The trident pincushion has been assigned to the section Diastelloidea.

The species name heterophyllum is compounded from the Ancient Greek words ἕτερος (héteros) meaning "different" and φύλλον (phúllon) meaning "leaf".

== Distribution, habitat and ecology ==
L. heterophyllum is an endemic species restricted to just a few square miles on the Agulhas plains between Bredasdorp in the northeast, Elim in the west, and Soetendalsvlei in the south.

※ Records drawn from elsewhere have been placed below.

//! Image manipulation.
//!
//! This module provides:
//!
//! - The [`Image`] type, an owned RGBA image.
//! - A variety of [`draw`] functions to annotate frames and lay out the window contents.
//! - [`Rect`], a floating-point rectangle describing parts of an image, and [`Resolution`].

pub mod draw;
mod rect;
mod resolution;


use std::{fmt, ops::Index, path::Path};

use ::image::{imageops, ImageBuffer, Rgba, RgbaImage};
use embedded_graphics::{pixelcolor::raw::RawU32, prelude::PixelColor};

pub use rect::*;
pub use resolution::*;

#[derive(Debug, Clone, Copy)]
#[non_exhaustive]
enum ImageFormat {
    Jpeg,
    Png,
}

impl ImageFormat {
    fn from_path(path: &Path) -> anyhow::Result<Self> {
        match path.extension().and_then(|ext| ext.to_str()) {
            Some("jpg" | "jpeg") => Ok(Self::Jpeg),
            Some("png") => Ok(Self::Png),
            _ => anyhow::bail!(
                "invalid image path '{}' (must have one of the supported extensions)",
                path.display()
            ),
        }
    }
}

/// An 8-bit sRGB image with alpha channel.
#[derive(Clone)]
pub struct Image {
    // RGBA8 so that the window texture can be uploaded without conversion.
    pub(crate) buf: RgbaImage,
}

impl Image {
    /// Loads an image from the filesystem.
    ///
    /// The path must have a supported file extension (`jpeg`, `jpg` or `png`).
    pub fn load<A: AsRef<Path>>(path: A) -> anyhow::Result<Self> {
        Self::load_impl(path.as_ref())
    }

    fn load_impl(path: &Path) -> anyhow::Result<Self> {
        let data = std::fs::read(path)?;
        match ImageFormat::from_path(path)? {
            ImageFormat::Jpeg => Self::decode_jpeg(&data),
            ImageFormat::Png => {
                let buf = ::image::load_from_memory_with_format(&data, ::image::ImageFormat::Png)?
                    .to_rgba8();
                Ok(Self { buf })
            }
        }
    }

    /// Decodes a JFIF JPEG or Motion JPEG from a byte slice.
    pub fn decode_jpeg(data: &[u8]) -> anyhow::Result<Self> {
        let buf =
            ::image::load_from_memory_with_format(data, ::image::ImageFormat::Jpeg)?.to_rgba8();
        Ok(Self { buf })
    }

    /// Creates an empty image of a specified size.
    ///
    /// The image will start out black and fully transparent.
    pub fn new(width: u32, height: u32) -> Self {
        Self {
            buf: ImageBuffer::new(width, height),
        }
    }

    /// Creates an image of a specified size with every pixel set to `color`.
    pub fn filled(res: Resolution, color: Color) -> Self {
        Self {
            buf: ImageBuffer::from_pixel(res.width(), res.height(), Rgba(color.0)),
        }
    }

    /// Returns the width of this image, in pixels.
    #[inline]
    pub fn width(&self) -> u32 {
        self.buf.width()
    }

    /// Returns the height of this image, in pixels.
    #[inline]
    pub fn height(&self) -> u32 {
        self.buf.height()
    }

    /// Returns the size of this image.
    #[inline]
    pub fn resolution(&self) -> Resolution {
        Resolution::new(self.width(), self.height())
    }

    /// Returns a [`Rect`] covering this image.
    #[inline]
    pub fn rect(&self) -> Rect {
        Rect::from_top_left(0.0, 0.0, self.width() as f32, self.height() as f32)
    }

    /// Gets the image color at the given pixel coordinates.
    ///
    /// Returns [`None`] if `(x, y)` lies outside of the image.
    pub fn get(&self, x: i64, y: i64) -> Option<Color> {
        if x < 0 || y < 0 || x >= i64::from(self.width()) || y >= i64::from(self.height()) {
            return None;
        }
        Some(Color(self.buf[(x as u32, y as u32)].0))
    }

    /// Sets the image color at the given pixel coordinates.
    ///
    /// Writes outside of the image are ignored.
    pub fn set(&mut self, x: i64, y: i64, color: Color) {
        if x < 0 || y < 0 || x >= i64::from(self.width()) || y >= i64::from(self.height()) {
            return;
        }
        self.buf[(x as u32, y as u32)] = Rgba(color.0);
    }

    pub fn flip_horizontal_in_place(&mut self) {
        imageops::flip_horizontal_in_place(&mut self.buf);
    }

    /// Returns a copy of `self` resized to `res`, stretching the image if the aspect ratio differs.
    pub fn resized(&self, res: Resolution) -> Image {
        if res == self.resolution() {
            return self.clone();
        }

        Image {
            buf: imageops::resize(
                &self.buf,
                res.width(),
                res.height(),
                imageops::FilterType::Triangle,
            ),
        }
    }

    /// Returns a copy of `self`, scaled to the largest size that fits into `bounds` while keeping
    /// the aspect ratio.
    pub fn scaled_to_fit(&self, bounds: Resolution) -> Image {
        self.resized(self.resolution().fit_into(bounds))
    }

    /// Copies `src` into `self`, placing its top left corner at `(x, y)`.
    ///
    /// Parts of `src` that fall outside of `self` are clipped.
    pub fn blit_from(&mut self, x: i64, y: i64, src: &Image) {
        imageops::replace(&mut self.buf, &src.buf, x, y);
    }

    /// Clears the image, setting every pixel value to `color`.
    pub fn clear(&mut self, color: Color) {
        self.buf.pixels_mut().for_each(|pix| pix.0 = color.0);
    }

    #[inline]
    pub fn data(&self) -> &[u8] {
        self.buf.as_raw()
    }
}

impl fmt::Debug for Image {
    fn fmt(&self, f: &mut fmt::Formatter<'_>) -> fmt::Result {
        write!(f, "{}x{} Image", self.width(), self.height())
    }
}

/// An 8-bit RGBA color.
///
/// Colors are always in the sRGB color space and use non-premultiplied alpha.
#[derive(PartialEq, Eq, Clone, Copy)]
pub struct Color(pub(crate) [u8; 4]);

impl Color {
    /// Fully transparent black (all components are 0).
    pub const NULL: Self = Self([0, 0, 0, 0]);
    pub const BLACK: Self = Self([0, 0, 0, 255]);
    pub const WHITE: Self = Self([255, 255, 255, 255]);
    pub const RED: Self = Self([255, 0, 0, 255]);
    pub const GREEN: Self = Self([0, 255, 0, 255]);
    pub const BLUE: Self = Self([0, 0, 255, 255]);
    pub const YELLOW: Self = Self([255, 255, 0, 255]);
    pub const CYAN: Self = Self([0, 255, 255, 255]);

    #[inline]
    pub const fn from_rgb8(r: u8, g: u8, b: u8) -> Self {
        Self([r, g, b, 255])
    }

    #[inline]
    pub fn r(&self) -> u8 {
        self.0[0]
    }

    #[inline]
    pub fn g(&self) -> u8 {
        self.0[1]
    }

    #[inline]
    pub fn b(&self) -> u8 {
        self.0[2]
    }

    #[inline]
    pub fn a(&self) -> u8 {
        self.0[3]
    }
}

impl fmt::Debug for Color {
    fn fmt(&self, f: &mut fmt::Formatter<'_>) -> fmt::Result {
        write!(
            f,
            "#{:02x}{:02x}{:02x}{:02x}",
            self.r(),
            self.g(),
            self.b(),
            self.a(),
        )
    }
}

impl Index<usize> for Color {
    type Output = u8;

    #[inline]
    fn index(&self, index: usize) -> &u8 {
        &self.0[index]
    }
}

// FIXME leaks `embedded-graphics` dependency
impl PixelColor for Color {
    type Raw = RawU32;
}
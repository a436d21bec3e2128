//! Shows a single RGBA8 image in a window.

use std::rc::Rc;

use anyhow::anyhow;
use wgpu::*;
use winit::{dpi::PhysicalSize, event_loop::EventLoopWindowTarget, window::WindowBuilder};

use crate::image::Resolution;

const BACKGROUND: Color = Color::BLACK;

/// The graphics device used for presenting.
pub struct Gpu {
    instance: Instance,
    adapter: Adapter,
    device: Device,
    queue: Queue,
}

impl Gpu {
    /// Opens a suitable default GPU.
    pub async fn open() -> anyhow::Result<Self> {
        // The OpenGL backend panics spuriously, so don't enable it.
        let backends = Backends::PRIMARY;
        let instance = Instance::new(InstanceDescriptor {
            backends,
            ..Default::default()
        });

        let adapter = instance
            .request_adapter(&Default::default())
            .await
            .ok_or_else(|| anyhow!("no graphics adapter found"))?;
        log_adapter(&adapter.get_info());
        log::debug!("adapter limits: {:?}", adapter.limits());

        let (device, queue) = adapter
            .request_device(
                &DeviceDescriptor {
                    label: None,
                    features: Features::empty(),
                    limits: Limits::downlevel_defaults().using_resolution(adapter.limits()),
                },
                None,
            )
            .await?;

        Ok(Self {
            instance,
            adapter,
            device,
            queue,
        })
    }
}

fn log_adapter(info: &AdapterInfo) {
    let backend = match info.backend {
        Backend::Empty => "dummy",
        Backend::Vulkan => "Vulkan",
        Backend::Metal => "Metal",
        Backend::Dx12 => "DX12",
        Backend::Dx11 => "DX11",
        Backend::Gl => "OpenGL",
        Backend::BrowserWebGpu => "WebGPU",
    };
    log::info!("using [{}] {}", backend, info.name);
}

pub struct Window {
    win: winit::window::Window,
    resolution: Resolution,
}

impl Window {
    pub fn open<T>(
        event_loop: &EventLoopWindowTarget<T>,
        title: &str,
        resolution: Resolution,
    ) -> anyhow::Result<Self> {
        let win = WindowBuilder::new()
            .with_resizable(false)
            .with_inner_size(PhysicalSize::new(resolution.width(), resolution.height()))
            .with_title(title)
            .build(event_loop)?;
        Ok(Self { win, resolution })
    }
}

struct Texture {
    inner: wgpu::Texture,
    size: Extent3d,
}

impl Texture {
    const FORMAT: TextureFormat = TextureFormat::Rgba8UnormSrgb;

    fn create(gpu: &Gpu, size: Extent3d) -> Self {
        Self {
            inner: gpu.device.create_texture(&TextureDescriptor {
                label: Some("canvas"),
                size,
                mip_level_count: 1,
                sample_count: 1,
                dimension: TextureDimension::D2,
                format: Self::FORMAT,
                usage: TextureUsages::TEXTURE_BINDING | TextureUsages::COPY_DST,
                view_formats: &[],
            }),
            size,
        }
    }

    /// Uploads `data`, reallocating the texture if `size` changed. Returns whether it did.
    fn update(&mut self, gpu: &Gpu, size: Extent3d, data: &[u8]) -> bool {
        let reallocated = self.size != size;
        if reallocated {
            log::trace!(
                "reallocating texture ({}x{} -> {}x{})",
                self.size.width,
                self.size.height,
                size.width,
                size.height
            );
            *self = Self::create(gpu, size);
        }

        gpu.queue.write_texture(
            ImageCopyTexture {
                texture: &self.inner,
                mip_level: 0,
                origin: Origin3d::default(),
                aspect: TextureAspect::All,
            },
            data,
            ImageDataLayout {
                offset: 0,
                bytes_per_row: Some(size.width * 4),
                rows_per_image: None,
            },
            size,
        );

        reallocated
    }
}

fn create_bind_group(gpu: &Gpu, layout: &BindGroupLayout, texture: &Texture) -> BindGroup {
    let sampler = gpu.device.create_sampler(&SamplerDescriptor::default());
    gpu.device.create_bind_group(&BindGroupDescriptor {
        label: Some("canvas_bind_group"),
        layout,
        entries: &[
            BindGroupEntry {
                binding: 0,
                resource: BindingResource::TextureView(
                    &texture.inner.create_view(&Default::default()),
                ),
            },
            BindGroupEntry {
                binding: 1,
                resource: BindingResource::Sampler(&sampler),
            },
        ],
    })
}

pub struct Renderer {
    gpu: Rc<Gpu>,
    surface: Surface,
    surface_format: TextureFormat,
    pipeline: RenderPipeline,
    texture: Texture,
    bind_group_layout: BindGroupLayout,
    bind_group: BindGroup,

    /// Surface must be destroyed before `Window`.
    window: Window,
}

impl Renderer {
    pub fn new(window: Window, gpu: Rc<Gpu>) -> anyhow::Result<Self> {
        // SAFETY: `window` is stored in the renderer and outlives the surface.
        let surface = unsafe { gpu.instance.create_surface(&window.win)? };
        let surface_format = *surface
            .get_capabilities(&gpu.adapter)
            .formats
            .first()
            .ok_or_else(|| anyhow!("adapter cannot render to window surface"))?;

        let shader = gpu.device.create_shader_module(ShaderModuleDescriptor {
            label: Some("fullscreen texture shader"),
            source: ShaderSource::Wgsl(include_str!("shader.wgsl").into()),
        });

        let bind_group_layout = gpu
            .device
            .create_bind_group_layout(&BindGroupLayoutDescriptor {
                label: None,
                entries: &[
                    BindGroupLayoutEntry {
                        binding: 0,
                        visibility: ShaderStages::FRAGMENT,
                        ty: BindingType::Texture {
                            sample_type: TextureSampleType::Float { filterable: false },
                            view_dimension: TextureViewDimension::D2,
                            multisampled: false,
                        },
                        count: None,
                    },
                    BindGroupLayoutEntry {
                        binding: 1,
                        visibility: ShaderStages::FRAGMENT,
                        ty: BindingType::Sampler(SamplerBindingType::NonFiltering),
                        count: None,
                    },
                ],
            });

        let pipeline = gpu
            .device
            .create_render_pipeline(&RenderPipelineDescriptor {
                label: Some("textured_quad"),
                layout: Some(
                    &gpu.device
                        .create_pipeline_layout(&PipelineLayoutDescriptor {
                            label: None,
                            bind_group_layouts: &[&bind_group_layout],
                            push_constant_ranges: &[],
                        }),
                ),
                vertex: VertexState {
                    module: &shader,
                    entry_point: "vert",
                    buffers: &[],
                },
                fragment: Some(FragmentState {
                    module: &shader,
                    entry_point: "frag",
                    targets: &[Some(ColorTargetState {
                        format: surface_format,
                        write_mask: ColorWrites::ALL,
                        blend: None,
                    })],
                }),
                primitive: PrimitiveState::default(),
                depth_stencil: None,
                multisample: Default::default(),
                multiview: None,
            });

        let texture = Texture::create(&gpu, Extent3d::default());
        let bind_group = create_bind_group(&gpu, &bind_group_layout, &texture);

        let this = Self {
            gpu,
            surface,
            surface_format,
            pipeline,
            texture,
            bind_group_layout,
            bind_group,
            window,
        };
        this.configure_surface();
        Ok(this)
    }

    pub fn window(&self) -> &winit::window::Window {
        &self.window.win
    }

    /// Uploads the RGBA8 pixels of the next frame to show.
    pub fn update_texture(&mut self, res: Resolution, data: &[u8]) {
        let size = Extent3d {
            width: res.width(),
            height: res.height(),
            depth_or_array_layers: 1,
        };
        if self.texture.update(&self.gpu, size, data) {
            // the bind group refers to the old texture
            self.bind_group = create_bind_group(&self.gpu, &self.bind_group_layout, &self.texture);
        }
    }

    pub fn redraw(&mut self) {
        let frame = match self.surface.get_current_texture() {
            Ok(frame) => frame,
            Err(err @ (SurfaceError::Outdated | SurfaceError::Lost)) => {
                log::debug!("surface error: {}", err);
                self.configure_surface();
                match self.surface.get_current_texture() {
                    Ok(frame) => frame,
                    Err(e) => {
                        log::error!("failed to acquire frame after reconfiguring: {}", e);
                        return;
                    }
                }
            }
            Err(e) => {
                log::warn!("failed to acquire frame: {}", e);
                return;
            }
        };
        let view = frame.texture.create_view(&TextureViewDescriptor::default());
        let mut encoder = self
            .gpu
            .device
            .create_command_encoder(&CommandEncoderDescriptor { label: None });
        {
            let mut rpass = encoder.begin_render_pass(&RenderPassDescriptor {
                label: None,
                color_attachments: &[Some(RenderPassColorAttachment {
                    view: &view,
                    resolve_target: None,
                    ops: Operations {
                        load: LoadOp::Clear(BACKGROUND),
                        store: true,
                    },
                })],
                depth_stencil_attachment: None,
            });

            rpass.set_pipeline(&self.pipeline);
            rpass.set_bind_group(0, &self.bind_group, &[]);
            rpass.draw(0..3, 0..1);
        }

        self.gpu.queue.submit([encoder.finish()]);
        frame.present();
    }

    fn configure_surface(&self) {
        let res = self.window.win.inner_size();
        if res.width != self.window.resolution.width()
            || res.height != self.window.resolution.height()
        {
            // The window is not resizable, but window managers may still do it.
            log::warn!(
                "window dimensions {}x{} do not match configured output resolution {}",
                res.width,
                res.height,
                self.window.resolution,
            );
        }
        log::debug!(
            "configuring surface at {} (format: {:?})",
            self.window.resolution,
            self.surface_format,
        );
        self.surface.configure(
            &self.gpu.device,
            &SurfaceConfiguration {
                usage: TextureUsages::RENDER_ATTACHMENT,
                format: self.surface_format,
                width: self.window.resolution.width(),
                height: self.window.resolution.height(),
                present_mode: PresentMode::Fifo,
                alpha_mode: CompositeAlphaMode::Auto,
                view_formats: Vec::new(),
            },
        );
    }
}
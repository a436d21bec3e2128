//! Drawing API for [`Image`]s.
//!
//! All functions return a *guard object* that allows optional customization of the shape and
//! performs the draw operation when dropped. Drawing overwrites the target pixels with the shape
//! color; no blending is performed.

use std::convert::Infallible;

use embedded_graphics::{
    draw_target::DrawTarget,
    mono_font::{iso_8859_9, MonoFont, MonoTextStyle},
    prelude::*,
    primitives::{Line, PrimitiveStyle, PrimitiveStyleBuilder, Rectangle},
    text::{Alignment, Baseline, Text, TextStyleBuilder},
};

use crate::image::{Color, Image};

/// Guard returned by [`rect`]; draws the rectangle when dropped and allows customization.
pub struct DrawRect<'a> {
    image: &'a mut Image,
    x: i32,
    y: i32,
    width: u32,
    height: u32,
    color: Color,
    fill: Option<Color>,
    stroke_width: u32,
}

impl DrawRect<'_> {
    /// Sets the rectangle's outline color.
    pub fn color(&mut self, color: Color) -> &mut Self {
        self.color = color;
        self
    }

    /// Fills the inside of the rectangle with `color`.
    pub fn fill(&mut self, color: Color) -> &mut Self {
        self.fill = Some(color);
        self
    }

    /// Sets the rectangle's stroke width.
    ///
    /// By default, a stroke width of 1 is used.
    pub fn stroke_width(&mut self, width: u32) -> &mut Self {
        self.stroke_width = width;
        self
    }
}

impl Drop for DrawRect<'_> {
    fn drop(&mut self) {
        let mut style = PrimitiveStyleBuilder::new()
            .stroke_color(self.color)
            .stroke_width(self.stroke_width);
        if let Some(fill) = self.fill {
            style = style.fill_color(fill);
        }

        match Rectangle::new(Point::new(self.x, self.y), Size::new(self.width, self.height))
            .into_styled(style.build())
            .draw(&mut Target(self.image))
        {
            Ok(_) => {}
            Err(infallible) => match infallible {},
        }
    }
}

/// Guard returned by [`marker`]; draws the marker when dropped and allows customization.
pub struct DrawMarker<'a> {
    image: &'a mut Image,
    x: i32,
    y: i32,
    color: Color,
    size: u32,
}

impl<'a> DrawMarker<'a> {
    /// Sets the marker's color.
    pub fn color(&mut self, color: Color) -> &mut Self {
        self.color = color;
        self
    }

    /// Sets the width and height of the marker.
    ///
    /// The default size is 5. The size must be *uneven* and *non-zero*. A size of 1 will result in
    /// a single pixel getting drawn.
    pub fn size(&mut self, size: u32) -> &mut Self {
        assert!(size != 0, "marker size must be greater than zero");
        assert!(size % 2 == 1, "marker size must be an uneven number");
        self.size = size;
        self
    }
}

impl Drop for DrawMarker<'_> {
    fn drop(&mut self) {
        let offset = ((self.size - 1) / 2) as i32;
        for (xoff, yoff) in (-offset..=offset)
            .zip(-offset..=offset)
            .chain((-offset..=offset).rev().zip(-offset..=offset))
        {
            self.image.set(
                i64::from(self.x + xoff),
                i64::from(self.y + yoff),
                self.color,
            );
        }
    }
}

/// Guard returned by [`line`][line()]; draws the line when dropped and allows customization.
pub struct DrawLine<'a> {
    image: &'a mut Image,
    start_x: i32,
    start_y: i32,
    end_x: i32,
    end_y: i32,
    color: Color,
    stroke_width: u32,
}

impl<'a> DrawLine<'a> {
    /// Sets the line's color.
    pub fn color(&mut self, color: Color) -> &mut Self {
        self.color = color;
        self
    }

    /// Sets the line's stroke width.
    ///
    /// By default, a stroke width of 1 is used.
    pub fn stroke_width(&mut self, width: u32) -> &mut Self {
        self.stroke_width = width;
        self
    }
}

impl<'a> Drop for DrawLine<'a> {
    fn drop(&mut self) {
        match Line::new(
            Point::new(self.start_x, self.start_y),
            Point::new(self.end_x, self.end_y),
        )
        .into_styled(PrimitiveStyle::with_stroke(self.color, self.stroke_width))
        .draw(&mut Target(self.image))
        {
            Ok(_) => {}
            Err(infallible) => match infallible {},
        }
    }
}

/// Guard returned by [`text`]; draws the text when dropped and allows customization.
pub struct DrawText<'a> {
    image: &'a mut Image,
    x: i32,
    y: i32,
    text: &'a str,
    color: Color,
    font: &'static MonoFont<'static>,
    alignment: Alignment,
    baseline: Baseline,
}

impl<'a> DrawText<'a> {
    /// Sets the text color.
    pub fn color(&mut self, color: Color) -> &mut Self {
        self.color = color;
        self
    }

    /// Sets the font to render the text with.
    ///
    /// The default is a 6x10 pixel font.
    pub fn font(&mut self, font: &'static MonoFont<'static>) -> &mut Self {
        self.font = font;
        self
    }

    /// Aligns the bottom of the text with the `y` coordinate.
    pub fn align_bottom(&mut self) -> &mut Self {
        self.baseline = Baseline::Bottom;
        self
    }

    /// Aligns the left side of the text with the `x` coordinate.
    pub fn align_left(&mut self) -> &mut Self {
        self.alignment = Alignment::Left;
        self
    }
}

impl<'a> Drop for DrawText<'a> {
    fn drop(&mut self) {
        // ISO 8859-9 covers the Turkish letters used in the window labels.
        let character_style = MonoTextStyle::new(self.font, self.color);
        let text_style = TextStyleBuilder::new()
            .alignment(self.alignment)
            .baseline(self.baseline)
            .build();
        match Text::with_text_style(
            self.text,
            Point::new(self.x, self.y),
            character_style,
            text_style,
        )
        .draw(&mut Target(self.image))
        {
            Ok(_) => {}
            Err(infallible) => match infallible {},
        }
    }
}

/// Draws a rectangle outline onto an image.
pub fn rect(image: &mut Image, x: i32, y: i32, width: u32, height: u32) -> DrawRect<'_> {
    DrawRect {
        image,
        x,
        y,
        width,
        height,
        color: Color::RED,
        fill: None,
        stroke_width: 1,
    }
}

/// Draws a marker onto an image.
///
/// This can be used to visualize shape landmarks or points of interest.
pub fn marker(image: &mut Image, x: i32, y: i32) -> DrawMarker<'_> {
    DrawMarker {
        image,
        x,
        y,
        color: Color::from_rgb8(255, 0, 0),
        size: 5,
    }
}

/// Draws a line onto an image.
pub fn line(image: &mut Image, start_x: i32, start_y: i32, end_x: i32, end_y: i32) -> DrawLine<'_> {
    DrawLine {
        image,
        start_x,
        start_y,
        end_x,
        end_y,
        color: Color::from_rgb8(0, 0, 255),
        stroke_width: 1,
    }
}

/// Draws a text string onto an image.
///
/// By default, the text is drawn centered horizontally and vertically around `x` and `y`.
pub fn text<'a>(image: &'a mut Image, x: i32, y: i32, text: &'a str) -> DrawText<'a> {
    DrawText {
        image,
        x,
        y,
        text,
        color: Color::from_rgb8(255, 0, 0),
        font: &iso_8859_9::FONT_6X10,
        alignment: Alignment::Center,
        baseline: Baseline::Middle,
    }
}

struct Target<'a>(&'a mut Image);

impl Dimensions for Target<'_> {
    fn bounding_box(&self) -> Rectangle {
        let (width, height) = (self.0.width(), self.0.height());

        Rectangle {
            top_left: Point { x: 0, y: 0 },
            size: Size { width, height },
        }
    }
}

impl DrawTarget for Target<'_> {
    type Color = Color;

    type Error = Infallible;

    fn draw_iter<I>(&mut self, pixels: I) -> Result<(), Self::Error>
    where
        I: IntoIterator<Item = embedded_graphics::Pixel<Self::Color>>,
    {
        for Pixel(point, color) in pixels {
            self.0.set(i64::from(point.x), i64::from(point.y), color);
        }

        Ok(())
    }
}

The species can mostly be found on a conglomerate Table Mountain Sandstone and quartzite that crops out at a few places near Bredasdorp. Rarely it also grows on weathered fine-grained graywacke, a conglomerate of the Malmesbury series or exceptionally on Tertiary sand deposits. It grows in a low and sparse vegetation mainly consisting of vegetation Restionaceae, Erica species and Thymelaeaceae. Within its range, the average annual precipitation is 375–500 mm, mainly falling during the southern winter.

After a fire, this species can often sprout from the basal branches, which are somewhat fire resistant due to a reasonably thick bark.

== Conservation ==
The trident pincushion is regarded an endangered species due to introduced species that supplant the original vegetation, and because more than half of its habitat was lost in the last hundred years. This is the result of urban sprawl, overgrazing, agriculture and mining of gravel.